El gimnasio, con su entrenamiento boxístico riguroso y diario, les permitió a muchos jóvenes encontrar nuevas subjetividades, ajenas a la violencia anárquica de la calle.

Decía Dee-Dee: “Salvamos muchos muchachos de la droga; el entrenamiento y el grupo de boxeadores, les permitieron salir del infierno”. Dee-Dee decía con orgullo que en su gimnasio se habían entrenado Mike Tyson y otros boxeadores famosos, como De la Hoya en sus comienzos.

Deleuze y Guattari dirían que el gimnasio se convertía en el descubrimiento de un nuevo territorio existencial para los jóvenes, que podían descubrir otras formas de vivir; una “desterritorialización” del universo de la droga.

El boxeo demuestra ser una especie de ciencia primitiva (¿no era Nicolino Locche “científico” dentro del ring?), una práctica eminentemente social y casi erudita. El púgil emerge como producto de una organización colectiva, que, aunque nadie la haya concebido ni deseado como tal, no por ello deja de estar objetivamente coordinada por el ajuste recíproco de las expectativas y demandas de los ocupantes de las distintas posiciones del gym. Son elementos para una antropología del boxeo, como fenómeno biológico-sociológico.
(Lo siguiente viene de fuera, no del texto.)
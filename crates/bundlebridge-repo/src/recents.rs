//! Recently-opened bundle list
//!
//! A small JSON-file-backed store: at most [`MAX_RECENTS`] entries, newest
//! first, plus a "last open" slot. Entries whose backing file has vanished
//! are purged on read.

use bundlebridge_core::{BridgeResult, RecentBundle};
use serde::{Deserialize, Serialize};
use std::fs;
use std::path::{Path, PathBuf};
use std::time::{SystemTime, UNIX_EPOCH};

/// Upper bound on remembered bundles
pub const MAX_RECENTS: usize = 15;

#[derive(Debug, Default, Serialize, Deserialize)]
struct StoreFile {
    #[serde(default)]
    recents: Vec<RecentBundle>,
    #[serde(default)]
    last_path: Option<String>,
    #[serde(default)]
    last_name: Option<String>,
}

pub struct RecentsStore {
    path: PathBuf,
}

impl RecentsStore {
    /// Open a store backed by the given JSON file (created lazily)
    pub fn new(path: impl Into<PathBuf>) -> Self {
        Self { path: path.into() }
    }

    /// Remember the currently open bundle
    pub fn set_last_open(&self, path: Option<&str>, display_name: Option<&str>) -> BridgeResult<()> {
        let mut file = self.load();
        file.last_path = path.map(str::to_owned);
        file.last_name = display_name.map(str::to_owned);
        self.store(&file)
    }

    pub fn last_path(&self) -> Option<String> {
        self.load().last_path
    }

    pub fn last_name(&self) -> Option<String> {
        self.load().last_name
    }

    pub fn clear_last(&self) -> BridgeResult<()> {
        self.set_last_open(None, None)
    }

    /// Insert or refresh a recent entry, newest first, bounded
    pub fn upsert(&self, path: &str, display_name: &str) -> BridgeResult<()> {
        let mut file = self.load();
        purge_missing(&mut file.recents);
        file.recents.retain(|r| r.path != path);
        file.recents.insert(
            0,
            RecentBundle {
                path: path.to_owned(),
                display_name: display_name.to_owned(),
                last_opened: now_ms(),
            },
        );
        file.recents.truncate(MAX_RECENTS);
        self.store(&file)
    }

    /// Current recents, purging entries whose file no longer exists
    pub fn recents(&self) -> Vec<RecentBundle> {
        let mut file = self.load();
        if purge_missing(&mut file.recents) {
            let _ = self.store(&file);
        }
        file.recents
    }

    /// Forget one path; clears the last-open slot when it matches
    pub fn remove(&self, path: &str) -> BridgeResult<()> {
        let mut file = self.load();
        file.recents.retain(|r| r.path != path);
        if file.last_path.as_deref() == Some(path) {
            file.last_path = None;
            file.last_name = None;
        }
        self.store(&file)
    }

    /// Forget everything, deleting the cached bundle copies on disk
    pub fn clear(&self) -> BridgeResult<()> {
        let mut file = self.load();
        for recent in &file.recents {
            let _ = fs::remove_file(&recent.path);
        }
        file.recents.clear();
        file.last_path = None;
        file.last_name = None;
        self.store(&file)
    }

    fn load(&self) -> StoreFile {
        let Ok(bytes) = fs::read(&self.path) else {
            return StoreFile::default();
        };
        serde_json::from_slice(&bytes).unwrap_or_default()
    }

    fn store(&self, file: &StoreFile) -> BridgeResult<()> {
        if let Some(parent) = self.path.parent()
            && !parent.as_os_str().is_empty()
        {
            fs::create_dir_all(parent)?;
        }
        let json = serde_json::to_vec_pretty(file)?;
        fs::write(&self.path, json)?;
        Ok(())
    }
}

fn purge_missing(recents: &mut Vec<RecentBundle>) -> bool {
    let before = recents.len();
    recents.retain(|r| Path::new(&r.path).exists());
    recents.len() != before
}

fn now_ms() -> u64 {
    SystemTime::now()
        .duration_since(UNIX_EPOCH)
        .map(|d| d.as_millis() as u64)
        .unwrap_or_default()
}

#[cfg(test)]
#[path = "recents/recents_tests.rs"]
mod recents_tests;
Keith, un boxeador profesional, decía: “A mí me hace bien escuchar a Dee-Dee, pero también me hace bien entrar al gym y ver que hay otros compañeros trabajando muy duro y siendo siempre leales y buenos camaradas. Cuando no entreno, los extraño a todos”. Extrañaba al grupo solidario, por oposición al mundo violento y anárquico de la calle.

Un rizoma: cuando yo nadaba me entrenaba cinco veces por semana, con gran rigor, obedeciendo siempre las órdenes de mi entrenador. A mí la natación me forjó un carácter: para ser bueno, uno tiene que entrenarse duro. Eso mismo me sirvió para el teatro, con los ensayos rigurosos, en mi trabajo clínico grupal y también para una vida diaria cuando, “todavía”, salgo a correr.

La experiencia de Wacquant es para mí conmovedora. Es un poner el cuerpo a fondo. El relato de su única pelea es de una brillantez estilística excepcional. Y tiene el mérito de asumir un riesgo hasta el final. Un intelectual en serio, con una ideología en serio.

Rigor y libertad parecen ser las palabras que emanan de su experiencia tan extraordinariamente singular. Como dice Spinoza: ¿hasta dónde llega la potencia de un cuerpo? Y, decía Foucault, para conocer el misterio de las cárceles sólo hay que escuchar a los carceleros y a los presos.